Dopo Eve Curie in Joliot, figlia di Marie, e Aage Bohr, figlio di Niels, un altro figlio di Nobel lo riceve anche lui per lavori che continuano quelli paterni. Roger Kornberg, come Arthur Kornberg, si occupa di biologia molecolare. Arthur dell’informazione genetica che passa da una molecola all’altra di Dna, quindi dalla cellula madre alla cellula figlia. E Roger della trascrizione dell’informazione dalla molecola di Dna a quella di Rna messaggero, quindi di quello che avviene all’interno della stessa cellula.
La cosa strana è che nel 1959 suo papà aveva ricevuto il Nobel per la medicina e invece lui lo riceve per la chimica. Anche se il comunicato ufficiale sottolinea l’importanza delle sue scoperte per la clinica, e in particolare per capire meglio le cellule staminali e le loro possibili applicazioni terapeutiche. Anche se a Stanford dirige il laboratorio di biologia strutturale alla Scuola di medicina.

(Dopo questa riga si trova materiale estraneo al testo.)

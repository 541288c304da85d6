//! DeleteDirectory command

use crate::context::EngineContext;
use crate::error::{EngineError, Result};
use crate::operation::{logged, operation, Execute, ExecutionResult};
use crate::types::DirectoryId;
use async_trait::async_trait;
use serde::{Deserialize, Serialize};
use serde_json::Value;
use tracing::info;

/// Delete a directory with its fields, categories and records
///
/// Refused while another directory has a relation field targeting it.
#[derive(Debug, Deserialize, Serialize)]
pub struct DeleteDirectory {
    pub id: DirectoryId,
}

operation!(
    DeleteDirectory,
    verb = "delete",
    noun = "directory",
    description = "Delete a directory and everything in it"
);

impl DeleteDirectory {
    pub fn new(id: impl Into<DirectoryId>) -> Self {
        Self { id: id.into() }
    }
}

#[async_trait]
impl Execute<EngineContext, EngineError> for DeleteDirectory {
    async fn execute(&self, ctx: &EngineContext) -> ExecutionResult<Value, EngineError> {
        let start = std::time::Instant::now();

        let result: Result<Value> = async {
            ctx.read_directory(&self.id).await?;

            for other in ctx.list_directory_ids().await? {
                if other == self.id {
                    continue;
                }
                let fields = ctx.fields(&other).await?;
                let referencing = fields.all_fields().into_iter().find(|f| {
                    f.relation
                        .as_ref()
                        .is_some_and(|r| r.target_directory_id == self.id.as_str())
                });
                if let Some(field) = referencing {
                    return Err(EngineError::invalid_schema(
                        &field.key,
                        format!("relation in directory {other} still targets {}", self.id),
                    ));
                }
            }

            let records = ctx.list_record_ids(&self.id).await?.len();
            ctx.delete_directory_dir(&self.id).await?;
            info!(directory = %self.id, records, "directory deleted");

            Ok(serde_json::json!({
                "id": self.id,
                "deleted": true,
                "records": records,
            }))
        }
        .await;

        logged(self, start, result)
    }
}
//! Record category tree commands
//!
//! Each directory with `supportsCategory` owns a forest of at most
//! [`MAX_CATEGORY_DEPTH`](crate::types::MAX_CATEGORY_DEPTH) levels. Records
//! store the node ids of their path under `$category`.

mod add;
mod get;
mod remove;
mod rename;

pub use add::AddCategory;
pub use get::GetCategoryTree;
pub use remove::RemoveCategory;
pub use rename::RenameCategory;

use crate::context::EngineContext;
use crate::error::{EngineError, Result};
use crate::types::{Directory, DirectoryId};

/// Read a directory, refusing those without record categories.
pub(crate) async fn category_directory(ctx: &EngineContext, id: &DirectoryId) -> Result<Directory> {
    let directory = ctx.read_directory(id).await?;
    if !directory.supports_category {
        return Err(EngineError::CategoriesDisabled {
            directory: id.to_string(),
        });
    }
    Ok(directory)
}
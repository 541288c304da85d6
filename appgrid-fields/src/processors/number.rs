//! Number and boolean processors.

use serde_json::Value as JsonValue;

use super::{format_number, FieldProcessor};
use crate::error::FieldError;
use crate::types::FieldDef;
use crate::value::Value;

/// Parse a JSON number or numeric string.
pub(crate) fn coerce_number(value: &JsonValue) -> Option<f64> {
    let n = match value {
        JsonValue::Number(n) => n.as_f64()?,
        JsonValue::String(s) => s.trim().parse::<f64>().ok()?,
        _ => return None,
    };
    n.is_finite().then_some(n)
}

/// Numeric values, optionally bounded by `validators.min`/`max`.
pub struct NumberProcessor;

impl FieldProcessor for NumberProcessor {
    fn validate(&self, value: &JsonValue, field: &FieldDef) -> Result<(), FieldError> {
        let n = coerce_number(value).ok_or_else(|| FieldError::new("must be a number"))?;
        if let Some(min) = field.validators.min {
            if n < min {
                return Err(FieldError::new(format!(
                    "must be at least {}",
                    format_number(min)
                )));
            }
        }
        if let Some(max) = field.validators.max {
            if n > max {
                return Err(FieldError::new(format!(
                    "must be at most {}",
                    format_number(max)
                )));
            }
        }
        Ok(())
    }

    fn transform(&self, value: &JsonValue, _field: &FieldDef) -> Value {
        coerce_number(value).map(Value::Number).unwrap_or_default()
    }

    fn format(&self, value: &Value, _field: &FieldDef) -> String {
        match value {
            Value::Number(n) => format_number(*n),
            _ => String::new(),
        }
    }

    fn zero_value(&self) -> Value {
        Value::Number(0.0)
    }

    fn check_definition(&self, field: &FieldDef) -> Result<(), String> {
        match (field.validators.min, field.validators.max) {
            (Some(min), Some(max)) if min > max => {
                Err(format!("min ({min}) is greater than max ({max})"))
            }
            _ => Ok(()),
        }
    }
}

pub(crate) fn coerce_bool(value: &JsonValue) -> Option<bool> {
    match value {
        JsonValue::Bool(b) => Some(*b),
        JsonValue::Number(n) => match n.as_f64() {
            Some(x) if x == 0.0 => Some(false),
            Some(x) if x == 1.0 => Some(true),
            _ => None,
        },
        JsonValue::String(s) => match s.trim().to_ascii_lowercase().as_str() {
            "true" | "1" | "yes" => Some(true),
            "false" | "0" | "no" => Some(false),
            _ => None,
        },
        _ => None,
    }
}

/// Booleans, accepting `true`/`false`, `1`/`0` and `yes`/`no` spellings.
pub struct BooleanProcessor;

impl FieldProcessor for BooleanProcessor {
    fn validate(&self, value: &JsonValue, _field: &FieldDef) -> Result<(), FieldError> {
        coerce_bool(value)
            .map(|_| ())
            .ok_or_else(|| FieldError::new("must be true or false"))
    }

    fn transform(&self, value: &JsonValue, _field: &FieldDef) -> Value {
        coerce_bool(value).map(Value::Bool).unwrap_or_default()
    }

    fn format(&self, value: &Value, _field: &FieldDef) -> String {
        match value {
            Value::Bool(true) => "Yes".into(),
            Value::Bool(false) => "No".into(),
            _ => String::new(),
        }
    }

    fn zero_value(&self) -> Value {
        Value::Bool(false)
    }
}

A parte Whitesides, che forse di medaglie ne ha già avute abbastanza, a parte Lia Addadi che ha scoperto le trasformazioni del carbonato di calcio da crosta grigia a madreperla o a cristalli trasparenti in organismi marini, e la “chimica verde” che non inquina o disinquina, la chimica dell’atmosfera, dell’energia o quella teorica… Sembra che la chimica vera e propria stia scomparendo dai Nobel: dal 2000, sono andati cinque volte ai biologi.
Potrebbe essere anche colpa nostra – di noi cronisti, intendo: di chimica parliamo poco e quasi sempre in caso di catastrofi ambientali. Come se c’entrassero con la ricerca. Detto questo, Kornberg è simpatico, un californiano “laid-back” che in laboratorio, oltre ai post-doc ha pure un post-dog. O meglio una post-dog, è femmina.